So where've I been? Grieving of course. A close unnamed source recently died and I bin grivvin man. He was into that whole champagne enema scene - you know the one. His ahem special friend for the night was new to that scene, she was a novice, inexperienced, didn't really want to, or know how to do what she was doing, or at least that was the role she was playing. She didn't realise that cork removal comes before, he starts bleeding, and she struggles to staunch the flow of blood using the first thing that came to hand as an internal plaster. Luckily it happened to be an internal plaster, but unluckily the bleeding was too profuse. He dies, the room turns red, she bolts, half in fear, half in anxiety. Who gets the call to go to the funeral, sit there and grieve? Muggins here, that's 'oo.
It's not that I didn't like him (I didn't), it's not that I don't believe in a need for collective grief (I don't), it's not that I'm shamelessly apathetic and would much rather wallow in squalor and mouth ulcers (actually that's exactly it: pain and suffering are what separates us from happy people; we should relish our wallowing). ...But some funny way for people to blackmail me exists, so off I toddled to his funeral. As far as funerals go, it wasn't that bad: the food was good (Thai), and the clown they hired (I could name him, but I just don't want to) to entertain the children and divert them away from the finality of death was a nice touch. Further bloodshed was so nearly on the cards when a young and slightly inebriated pair of young lovers knocked the clown unconscious with a near-full bowl of rice and green curry, and then attempted to recreate our esteemed dead friend's last - and some say greatest - moment. I say nearly on the cards, cos a) there weren't any cards, real or metaphorical, and b) b..b...because their rude interruption was so rudely interrupted by that novice ahem chick.

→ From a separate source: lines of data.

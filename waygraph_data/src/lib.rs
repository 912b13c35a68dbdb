//! Traversal graph data model for waygraph.
//!
//! Holds the raw input document as deserialized from JSON, the closed set of
//! location groups, and the validated [`Graph`] the compiler works from.

pub mod defs;
pub mod validate;

pub use defs::*;
pub use validate::{ValidationError, build_graph, validate_document};
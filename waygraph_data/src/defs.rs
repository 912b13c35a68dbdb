use serde::Deserialize;
use std::fmt;

/// Region and location names double as primary keys.
pub type Name = String;

/// Top-level input document describing the traversal graph.
#[derive(Debug, Clone, Deserialize, Default)]
pub struct RawDocument {
    #[serde(default)]
    pub regions: Vec<RawRegion>,
}

/// Region entry as written in the input document.
#[derive(Debug, Clone, Deserialize)]
pub struct RawRegion {
    pub name: Name,
    #[serde(default)]
    pub locations: Vec<RawLocation>,
    #[serde(default)]
    pub exits: Vec<RawExit>,
}

/// Location entry as written in the input document.
///
/// `group` stays a free string here; it is checked against the closed
/// [`Group`] set when the graph is built.
#[derive(Debug, Clone, Deserialize)]
pub struct RawLocation {
    pub name: Name,
    #[serde(default)]
    pub group: Option<String>,
    #[serde(default, alias = "rules")]
    pub rule: Option<serde_json::Value>,
}

/// Exit entry; `name` is the target region.
#[derive(Debug, Clone, Deserialize)]
pub struct RawExit {
    pub name: Name,
    #[serde(default, alias = "rules")]
    pub rule: Option<serde_json::Value>,
}

/// Closed set of semantic location groups.
///
/// Declaration order is the emission order of group tables.
#[derive(Debug, Clone, Copy, PartialEq, Eq, PartialOrd, Ord, Hash, Default)]
pub enum Group {
    Bosses,
    Lore,
    #[default]
    Item,
    Chest,
    MetalGate,
    Barrier,
    Teleport,
    Event,
}

impl Group {
    pub const ALL: [Group; 8] = [
        Group::Bosses,
        Group::Lore,
        Group::Item,
        Group::Chest,
        Group::MetalGate,
        Group::Barrier,
        Group::Teleport,
        Group::Event,
    ];

    /// Name as written in input documents and generated artifacts.
    pub fn as_str(self) -> &'static str {
        match self {
            Group::Bosses => "Bosses",
            Group::Lore => "Lore",
            Group::Item => "Item",
            Group::Chest => "Chest",
            Group::MetalGate => "Metal Gate",
            Group::Barrier => "Barrier",
            Group::Teleport => "Teleport",
            Group::Event => "Event",
        }
    }

    /// Look up a group by its document name (exact match).
    pub fn from_name(name: &str) -> Option<Group> {
        Group::ALL.into_iter().find(|g| g.as_str() == name)
    }
}

impl fmt::Display for Group {
    fn fmt(&self, f: &mut fmt::Formatter<'_>) -> fmt::Result {
        f.write_str(self.as_str())
    }
}

/// Validated traversal graph. Regions keep their document order.
#[derive(Debug, Clone, Default, PartialEq, Eq)]
pub struct Graph {
    pub regions: Vec<Region>,
}

impl Graph {
    pub fn region(&self, name: &str) -> Option<&Region> {
        self.regions.iter().find(|r| r.name == name)
    }

    /// Iterate every location together with the region that owns it.
    pub fn locations(&self) -> impl Iterator<Item = (&Region, &Location)> {
        self.regions
            .iter()
            .flat_map(|r| r.locations.iter().map(move |l| (r, l)))
    }
}

#[derive(Debug, Clone, PartialEq, Eq)]
pub struct Region {
    pub name: Name,
    pub locations: Vec<Location>,
    pub exits: Vec<Exit>,
}

#[derive(Debug, Clone, PartialEq, Eq)]
pub struct Location {
    pub name: Name,
    pub group: Group,
    /// Raw rule text; `None` means always accessible.
    pub rule: Option<String>,
}

/// Directed edge to `target`; no reverse edge is implied.
#[derive(Debug, Clone, PartialEq, Eq)]
pub struct Exit {
    pub target: Name,
    /// Raw rule text; `None` means always traversable.
    pub rule: Option<String>,
}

A cliffhanger like that deserves a new paragraph, and as if art imitates life, a rather confused and lacklustre conclusion to not a very dramatic moment. So confused was she that she came bursting in screaming (quite literally, although not entirely literally to be labelled either screaming or literally screaming) that she knew of a lawful impediment why he should not be buried. Apparently, or so I say she said, he wasn't really dead. A doctor was called out, as is customary in these circumstances, who gave him the once over and her the thrice over, proclaiming him to be dead and her to be acting half out of fear and half out of duty. He (doctor, not dead guy. I realise pronouns can be confusing, but it's usually easier than making up fake names for people who really exist and don't really exist anymore. Cos they're dead, y'see?) then launched into some scathing polemic. His words to us all (well, just her, the couple, the kids and me, cos we're the only ones who turned up - the clown was still unconscious. And deaf):
"If we were to consider the twenty most important decisions that either we have made or our mothers have maden [his words exactly, no matter how retarded he may sound, or to put it another way, sic] on our behalf, the vast majority can be shown to be made out of guilt and/or duty. If one throws fear and dogma into the ring, then, to use yet another baseball metaphor, the White Sox need to trade their second string shortstop for a dynamic first baseman in order to mount a sustained bid for the pennant."
Denouement? We buried him. It don't get more final than that. (Doctor, not the dead guy).